Transcribe, word for word and without additions, each line below from the one containing "file.take(cap).read_to_end(&mut bytes)?;" through the one containing "output error message.", both ends included.
********
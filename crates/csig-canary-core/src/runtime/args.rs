// crates/csig-canary-core/src/runtime/args.rs
// ============================================================================
// Module: Inbound Argument Normalization
// Description: Accepts the loosely shaped driver arguments and types them.
// Purpose: Give dispatch one internal representation per run variant.
// Dependencies: serde_json, thiserror, crate::core
// ============================================================================

//! ## Overview
//! Test drivers send `args` in several shapes:
//! - `env` (or `environment`) is either a string or `{"autograph_env": "..."}`.
//! - `collections` is a comma-separated `bucket/collection` string or a list
//!   of such strings.
//! - `xpi_urls` is a comma-separated string or a list of URLs.
//!
//! [`normalize_args`] folds all of them into a [`RunRequest`]. Exactly one of
//! `collections` and `xpi_urls` must be present. The environment string is
//! kept raw here; resolving it is a separate, fatal step.

// ============================================================================
// SECTION: Imports
// ============================================================================

use serde_json::Value;
use thiserror::Error;

use crate::core::identifiers::CollectionScope;
use crate::core::identifiers::IdentifierError;

// ============================================================================
// SECTION: Constants
// ============================================================================

/// Nested environment field used by signing-service drivers.
const AUTOGRAPH_ENV_FIELD: &str = "autograph_env";

// ============================================================================
// SECTION: Errors
// ============================================================================

/// Inbound arguments could not be normalized.
#[derive(Debug, Clone, PartialEq, Eq, Error)]
pub enum ArgsError {
    /// Arguments are not a JSON object.
    #[error("run arguments must be an object")]
    NotAnObject,
    /// No environment was supplied.
    #[error("run arguments are missing env")]
    MissingEnvironment,
    /// A field has an unsupported shape.
    #[error("run argument {field} must be {expected}")]
    InvalidShape {
        /// Field name.
        field: &'static str,
        /// Accepted shapes.
        expected: &'static str,
    },
    /// Neither `collections` nor `xpi_urls` was supplied.
    #[error("run arguments need collections or xpi_urls")]
    MissingTargets,
    /// Both `collections` and `xpi_urls` were supplied.
    #[error("run arguments cannot combine collections and xpi_urls")]
    ConflictingTargets,
    /// A target list is empty after splitting.
    #[error("run argument {0} lists no entries")]
    EmptyList(&'static str),
    /// A collection path is malformed.
    #[error("invalid collection path: {0}")]
    InvalidCollection(#[from] IdentifierError),
}

// ============================================================================
// SECTION: Requests
// ============================================================================

/// Normalized run request.
#[derive(Debug, Clone, PartialEq, Eq)]
pub enum RunRequest {
    /// Verify content signatures of settings collections.
    ContentSignature {
        /// Raw environment key.
        environment: String,
        /// Targets in input order.
        targets: Vec<CollectionScope>,
    },
    /// Verify addon installs.
    Addon {
        /// Raw environment key.
        environment: String,
        /// XPI URLs in input order.
        xpi_urls: Vec<String>,
    },
}

impl RunRequest {
    /// Returns the raw environment key.
    #[must_use]
    pub fn environment(&self) -> &str {
        match self {
            Self::ContentSignature {
                environment, ..
            }
            | Self::Addon {
                environment, ..
            } => environment,
        }
    }
}

// ============================================================================
// SECTION: Normalization
// ============================================================================

/// Normalizes inbound driver arguments.
///
/// # Errors
///
/// Returns [`ArgsError`] when a field is missing, malformed, or conflicting.
pub fn normalize_args(args: &Value) -> Result<RunRequest, ArgsError> {
    let Value::Object(fields) = args else {
        return Err(ArgsError::NotAnObject);
    };
    let env_value = fields.get("env").or_else(|| fields.get("environment"));
    let environment = normalize_environment(env_value)?;
    match (fields.get("collections"), fields.get("xpi_urls")) {
        (Some(_), Some(_)) => Err(ArgsError::ConflictingTargets),
        (None, None) => Err(ArgsError::MissingTargets),
        (Some(collections), None) => {
            let targets = split_list(collections, "collections")?
                .iter()
                .map(|path| CollectionScope::parse(path))
                .collect::<Result<Vec<_>, _>>()?;
            Ok(RunRequest::ContentSignature {
                environment,
                targets,
            })
        }
        (None, Some(urls)) => Ok(RunRequest::Addon {
            environment,
            xpi_urls: split_list(urls, "xpi_urls")?,
        }),
    }
}

/// Accepts a plain string or `{"autograph_env": string}`.
fn normalize_environment(value: Option<&Value>) -> Result<String, ArgsError> {
    let raw = match value {
        None | Some(Value::Null) => return Err(ArgsError::MissingEnvironment),
        Some(Value::String(env)) => env.as_str(),
        Some(Value::Object(nested)) => nested
            .get(AUTOGRAPH_ENV_FIELD)
            .and_then(Value::as_str)
            .ok_or(ArgsError::InvalidShape {
                field: "env",
                expected: "a string or {\"autograph_env\": string}",
            })?,
        Some(_) => {
            return Err(ArgsError::InvalidShape {
                field: "env",
                expected: "a string or {\"autograph_env\": string}",
            });
        }
    };
    let trimmed = raw.trim();
    if trimmed.is_empty() {
        return Err(ArgsError::MissingEnvironment);
    }
    Ok(trimmed.to_string())
}

/// Splits a comma-separated string, or a list of such strings, into entries.
fn split_list(value: &Value, field: &'static str) -> Result<Vec<String>, ArgsError> {
    let shape_error = ArgsError::InvalidShape {
        field,
        expected: "a comma-separated string or a list of strings",
    };
    let chunks: Vec<&str> = match value {
        Value::String(text) => vec![text.as_str()],
        Value::Array(items) => items
            .iter()
            .map(|item| item.as_str().ok_or_else(|| shape_error.clone()))
            .collect::<Result<_, _>>()?,
        _ => return Err(shape_error),
    };
    let entries: Vec<String> = chunks
        .iter()
        .flat_map(|chunk| chunk.split(','))
        .map(str::trim)
        .filter(|entry| !entry.is_empty())
        .map(str::to_string)
        .collect();
    if entries.is_empty() {
        return Err(ArgsError::EmptyList(field));
    }
    Ok(entries)
}

// ============================================================================
// SECTION: Tests
// ============================================================================

#[cfg(test)]
mod tests {
    #![allow(clippy::unwrap_used, reason = "Test-only assertions are permitted.")]

    use serde_json::json;

    use super::*;

    #[test]
    fn split_list_drops_blank_entries() {
        let entries = split_list(&json!(" a/b , ,c/d,"), "collections").unwrap();
        assert_eq!(entries, vec!["a/b".to_string(), "c/d".to_string()]);
    }

    #[test]
    fn environment_rejects_numbers() {
        assert!(matches!(
            normalize_environment(Some(&json!(5))),
            Err(ArgsError::InvalidShape {
                field: "env",
                ..
            })
        ));
    }
}
// crates/csig-canary-cli/src/main.rs
// ============================================================================
// Module: Canary CLI Entry Point
// Description: Command dispatcher for canary runs and diagnostics.
// Purpose: Wire configured collaborators into a run and print its report.
// Dependencies: async-trait, clap, csig-canary-config, csig-canary-core,
//               csig-canary-providers, serde_json, thiserror, tokio
// ============================================================================

//! ## Overview
//! `csig-canary run` builds the driver arguments from flags, an `--args` JSON
//! file, or the config file, executes one run, and prints the JSON report
//! `{"success", "result"}` to stdout. The exit code is non-zero when the run
//! fails. `csig-canary info` applies an environment to a fresh settings store
//! and prints the diagnostic preference snapshot. `csig-canary config
//! validate` loads and validates configuration only.

// ============================================================================
// SECTION: Modules
// ============================================================================


// ============================================================================
// SECTION: Imports
// ============================================================================

use std::collections::BTreeSet;
use std::fs::File;
use std::io::Read;
use std::io::Write;
use std::path::Path;
use std::path::PathBuf;
use std::process::ExitCode;
use std::sync::Arc;

use async_trait::async_trait;
use clap::Args;
use clap::Parser;
use clap::Subcommand;
use csig_canary_config::CanaryConfig;
use csig_canary_config::HttpConfig;
use csig_canary_core::AddonInstaller;
use csig_canary_core::AuditSink;
use csig_canary_core::BaseEnvironment;
use csig_canary_core::CanaryServices;
use csig_canary_core::CollectionTransport;
use csig_canary_core::ContentSignaturePrimitive;
use csig_canary_core::EnvironmentKey;
use csig_canary_core::FileAuditSink;
use csig_canary_core::MemorySettingsStore;
use csig_canary_core::PrimitiveError;
use csig_canary_core::PrimitiveRequest;
use csig_canary_core::SettingChange;
use csig_canary_core::SettingsSnapshot;
use csig_canary_core::SettingsStore;
use csig_canary_core::StderrAuditSink;
use csig_canary_core::TelemetryRecorder;
use csig_canary_core::addon_dev_root;
use csig_canary_core::environment::resolve;
use csig_canary_core::execute;
use csig_canary_core::settings::ADDON_DEV_ROOT_KEY;
use csig_canary_core::settings::ADDON_INFO_KEYS;
use csig_canary_core::settings::CONTENT_SIGNATURE_INFO_KEYS;
use csig_canary_core::worker_info;
use csig_canary_providers::ExternalCommand;
use csig_canary_providers::ExternalInstaller;
use csig_canary_providers::ExternalVerifier;
use csig_canary_providers::HttpTransport;
use csig_canary_providers::HttpTransportConfig;
use serde::Serialize;
use serde_json::Value;
use serde_json::json;
use thiserror::Error;

// ============================================================================
// SECTION: Limits
// ============================================================================

/// Maximum size of an `--args` JSON file.
const MAX_ARGS_BYTES: usize = 1024 * 1024;

// ============================================================================
// SECTION: CLI Types
// ============================================================================

/// Top-level CLI definition.
#[derive(Parser, Debug)]
#[command(name = "csig-canary", version, disable_help_subcommand = true)]
struct Cli {
    /// Selected subcommand to execute.
    #[command(subcommand)]
    command: Commands,
}

/// Supported CLI subcommands.
#[derive(Subcommand, Debug)]
enum Commands {
    /// Execute one canary run and print its report.
    Run(RunCommand),
    /// Print the diagnostic preferences an environment produces.
    Info(InfoCommand),
    /// Configuration utilities.
    Config {
        /// Selected config subcommand.
        #[command(subcommand)]
        command: ConfigCommand,
    },
}

/// Arguments for `run`.
#[derive(Args, Debug, Default)]
struct RunCommand {
    /// Config file path (defaults to `csig-canary.toml` or `CSIG_CANARY_CONFIG`).
    #[arg(long, value_name = "PATH")]
    config: Option<PathBuf>,
    /// Environment key, overriding the config file.
    #[arg(long, value_name = "ENV")]
    env: Option<String>,
    /// `bucket/collection` targets, comma separated.
    #[arg(long, value_name = "LIST", value_delimiter = ',', conflicts_with = "xpi_urls")]
    collections: Vec<String>,
    /// XPI URLs for an addon run, comma separated.
    #[arg(long = "xpi-urls", value_name = "LIST", value_delimiter = ',')]
    xpi_urls: Vec<String>,
    /// Raw driver arguments as a JSON file; replaces the target flags.
    #[arg(long, value_name = "PATH", conflicts_with_all = ["env", "collections", "xpi_urls"])]
    args: Option<PathBuf>,
}

/// Arguments for `info`.
#[derive(Args, Debug)]
struct InfoCommand {
    /// Environment key to apply.
    #[arg(long, value_name = "ENV")]
    env: String,
    /// Report addon preferences instead of content-signature ones.
    #[arg(long)]
    addon: bool,
}

/// Config subcommands.
#[derive(Subcommand, Debug)]
enum ConfigCommand {
    /// Load and validate a config file.
    Validate(ConfigValidateCommand),
}

/// Arguments for `config validate`.
#[derive(Args, Debug)]
struct ConfigValidateCommand {
    /// Config file path (defaults to `csig-canary.toml` or `CSIG_CANARY_CONFIG`).
    #[arg(long, value_name = "PATH")]
    config: Option<PathBuf>,
}

// ============================================================================
// SECTION: Errors
// ============================================================================

/// CLI error wrapper for user-facing failures.
#[derive(Debug, Error)]
#[error("{message}")]
struct CliError {
    /// Human-readable error message.
    message: String,
}

impl CliError {
    /// Constructs a new [`CliError`].
    fn new(message: impl Into<String>) -> Self {
        Self {
            message: message.into(),
        }
    }
}

/// CLI result alias for fallible operations.
type CliResult<T> = Result<T, CliError>;

/// Errors raised while reading a bounded input file.
#[derive(Debug, Error)]
enum ReadLimitError {
    /// The file could not be read.
    #[error("{0}")]
    Io(#[from] std::io::Error),
    /// The file exceeds the limit.
    #[error("file exceeds {limit} bytes")]
    TooLarge {
        /// Maximum accepted size.
        limit: usize,
    },
}

// ============================================================================
// SECTION: Entry Point
// ============================================================================

/// CLI entry point returning an exit code.
#[tokio::main(flavor = "multi_thread")]
async fn main() -> ExitCode {
    match run().await {
        Ok(code) => code,
        Err(err) => emit_error(&err.to_string()),
    }
}

/// Executes the CLI command dispatcher.
async fn run() -> CliResult<ExitCode> {
    let cli = Cli::parse();
    match cli.command {
        Commands::Run(command) => command_run(command).await,
        Commands::Info(command) => command_info(&command),
        Commands::Config {
            command,
        } => command_config(command),
    }
}

// ============================================================================
// SECTION: Run Command
// ============================================================================

/// Executes the `run` command.
async fn command_run(command: RunCommand) -> CliResult<ExitCode> {
    let config = CanaryConfig::load_or_default(command.config.as_deref())
        .map_err(|err| CliError::new(format!("failed to load config: {err}")))?;
    let args = build_run_args(&command, &config)?;
    let local = args_environment(&args).is_some_and(|key| key.base == BaseEnvironment::Local);
    let services = build_services(&config, local)?;
    let report = execute(&args, &services, config.orchestrator_config()).await;
    write_json(&report)?;
    Ok(if report.success { ExitCode::SUCCESS } else { ExitCode::FAILURE })
}

/// Builds the driver arguments from `--args`, flags, then config defaults.
fn build_run_args(command: &RunCommand, config: &CanaryConfig) -> CliResult<Value> {
    if let Some(path) = &command.args {
        let bytes = read_bytes_with_limit(path, MAX_ARGS_BYTES).map_err(|err| {
            CliError::new(format!("failed to read args {}: {err}", path.display()))
        })?;
        return serde_json::from_slice(&bytes)
            .map_err(|err| CliError::new(format!("invalid args json: {err}")));
    }
    let environment = command
        .env
        .clone()
        .or_else(|| config.run.environment.clone())
        .ok_or_else(|| CliError::new("an environment is required (--env or run.environment)"))?;
    if !command.xpi_urls.is_empty() {
        return Ok(json!({ "env": environment, "xpi_urls": command.xpi_urls }));
    }
    if !command.collections.is_empty() {
        return Ok(json!({ "env": environment, "collections": command.collections }));
    }
    if !config.run.xpi_urls.is_empty() {
        return Ok(json!({ "env": environment, "xpi_urls": config.run.xpi_urls }));
    }
    Ok(json!({ "env": environment, "collections": config.run.collections }))
}

/// Parses the environment named by driver arguments, when it is a plain string.
fn args_environment(args: &Value) -> Option<EnvironmentKey> {
    let raw = args.get("env").or_else(|| args.get("environment"))?;
    let raw = raw.as_str().or_else(|| raw.get("autograph_env").and_then(Value::as_str))?;
    EnvironmentKey::parse(raw).ok()
}

/// Wires the configured collaborators.
fn build_services(config: &CanaryConfig, local: bool) -> CliResult<CanaryServices> {
    let transport = HttpTransport::new(transport_config(&config.http, local))
        .map_err(|err| CliError::new(format!("failed to build transport: {err}")))?;
    let primitive: Arc<dyn ContentSignaturePrimitive> = match &config.verifier {
        Some(verifier) => Arc::new(ExternalVerifier::new(ExternalCommand::new(
            verifier.command.clone(),
            verifier.args.clone(),
        ))),
        None => Arc::new(UnconfiguredVerifier),
    };
    let installer = config.addons.installer_command.as_ref().map(|program| {
        Arc::new(ExternalInstaller::new(ExternalCommand::new(
            program.clone(),
            config.addons.args.clone(),
        ))) as Arc<dyn AddonInstaller>
    });
    let audit: Arc<dyn AuditSink> = match &config.logging.audit_log {
        Some(path) => Arc::new(FileAuditSink::new(path).map_err(|err| {
            CliError::new(format!("failed to open audit log {}: {err}", path.display()))
        })?),
        None => Arc::new(StderrAuditSink),
    };
    Ok(CanaryServices {
        transport: Arc::new(transport) as Arc<dyn CollectionTransport>,
        primitive,
        settings: Arc::new(MemorySettingsStore::new()) as Arc<dyn SettingsStore>,
        audit,
        installer,
    })
}

/// Maps config-file HTTP settings onto the transport; `local` allows cleartext.
fn transport_config(http: &HttpConfig, local: bool) -> HttpTransportConfig {
    HttpTransportConfig {
        allow_http: http.allow_http || local,
        timeout_ms: http.timeout_ms,
        max_response_bytes: http.max_response_bytes,
        max_redirects: http.max_redirects,
        allowed_hosts: http
            .allowed_hosts
            .as_ref()
            .map(|hosts| hosts.iter().cloned().collect::<BTreeSet<String>>()),
        user_agent: http.user_agent.clone(),
    }
}

/// Primitive used when no verifier command is configured.
struct UnconfiguredVerifier;

#[async_trait]
impl ContentSignaturePrimitive for UnconfiguredVerifier {
    async fn verify_content_signature(
        &self,
        _request: PrimitiveRequest<'_>,
        _telemetry: &TelemetryRecorder,
    ) -> Result<bool, PrimitiveError> {
        Err(PrimitiveError::Unavailable("no verifier command configured".to_string()))
    }
}

// ============================================================================
// SECTION: Info Command
// ============================================================================

/// Executes the `info` command.
fn command_info(command: &InfoCommand) -> CliResult<ExitCode> {
    let snapshot = info_snapshot(&command.env, command.addon)?;
    write_json(&snapshot)?;
    Ok(ExitCode::SUCCESS)
}

/// Applies `environment` to a fresh store and snapshots the diagnostic keys.
fn info_snapshot(environment: &str, addon: bool) -> CliResult<SettingsSnapshot> {
    let store = MemorySettingsStore::new();
    let keys = if addon {
        let dev_root = addon_dev_root(environment).map_err(|err| CliError::new(err.to_string()))?;
        store
            .apply(&[SettingChange::set_bool(ADDON_DEV_ROOT_KEY, dev_root)])
            .map_err(|err| CliError::new(err.to_string()))?;
        ADDON_INFO_KEYS
    } else {
        let env = resolve(environment).map_err(|err| CliError::new(err.to_string()))?;
        store.apply(&env.settings_changes()).map_err(|err| CliError::new(err.to_string()))?;
        CONTENT_SIGNATURE_INFO_KEYS
    };
    worker_info(&store, keys).map_err(|err| CliError::new(err.to_string()))
}

// ============================================================================
// SECTION: Config Command
// ============================================================================

/// Dispatches config subcommands.
fn command_config(command: ConfigCommand) -> CliResult<ExitCode> {
    match command {
        ConfigCommand::Validate(command) => command_config_validate(&command),
    }
}

/// Executes the config validation command.
fn command_config_validate(command: &ConfigValidateCommand) -> CliResult<ExitCode> {
    let _config = CanaryConfig::load(command.config.as_deref())
        .map_err(|err| CliError::new(format!("failed to load config: {err}")))?;
    write_stdout_line("config ok").map_err(|err| CliError::new(output_error(&err)))?;
    Ok(ExitCode::SUCCESS)
}

// ============================================================================
// SECTION: Output Helpers
// ============================================================================

/// Reads a file, failing when it exceeds `limit` bytes.
fn read_bytes_with_limit(path: &Path, limit: usize) -> Result<Vec<u8>, ReadLimitError> {
    let file = File::open(path)?;
    let cap = u64::try_from(limit).unwrap_or(u64::MAX).saturating_add(1);
    let mut bytes = Vec::new();
    file.take(cap).read_to_end(&mut bytes)?;
    if bytes.len() > limit {
        return Err(ReadLimitError::TooLarge {
            limit,
        });
    }
    Ok(bytes)
}

/// Writes a value as pretty JSON to stdout.
fn write_json<T: Serialize>(value: &T) -> CliResult<()> {
    let text = serde_json::to_string_pretty(value)
        .map_err(|err| CliError::new(format!("failed to encode output: {err}")))?;
    write_stdout_line(&text).map_err(|err| CliError::new(output_error(&err)))
}

/// Writes a line to stdout.
fn write_stdout_line(message: &str) -> std::io::Result<()> {
    let mut stdout = std::io::stdout();
    writeln!(&mut stdout, "{message}")
}

/// Writes a line to stderr.
fn write_stderr_line(message: &str) -> std::io::Result<()> {
    let mut stderr = std::io::stderr();
    writeln!(&mut stderr, "{message}")
}

/// Formats an output error message.
fn output_error(error: &std::io::Error) -> String {
    format!("failed to write output: {error}")
}

/// Emits an error message and returns a failure exit code.
fn emit_error(message: &str) -> ExitCode {
    let _ = write_stderr_line(message);
    ExitCode::FAILURE
}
********
SOLUTION TO THIS TASK:
    file.take(cap).read_to_end(&mut bytes)?;
    if bytes.len() > limit {
        return Err(ReadLimitError::TooLarge {
            limit,
        });
    }
    Ok(bytes)
}

/// Writes a value as pretty JSON to stdout.
fn write_json<T: Serialize>(value: &T) -> CliResult<()> {
    let text = serde_json::to_string_pretty(value)
        .map_err(|err| CliError::new(format!("failed to encode output: {err}")))?;
    write_stdout_line(&text).map_err(|err| CliError::new(output_error(&err)))
}

/// Writes a line to stdout.
fn write_stdout_line(message: &str) -> std::io::Result<()> {
    let mut stdout = std::io::stdout();
    writeln!(&mut stdout, "{message}")
}

/// Writes a line to stderr.
fn write_stderr_line(message: &str) -> std::io::Result<()> {
    let mut stderr = std::io::stderr();
    writeln!(&mut stderr, "{message}")
}

/// Formats an output error message.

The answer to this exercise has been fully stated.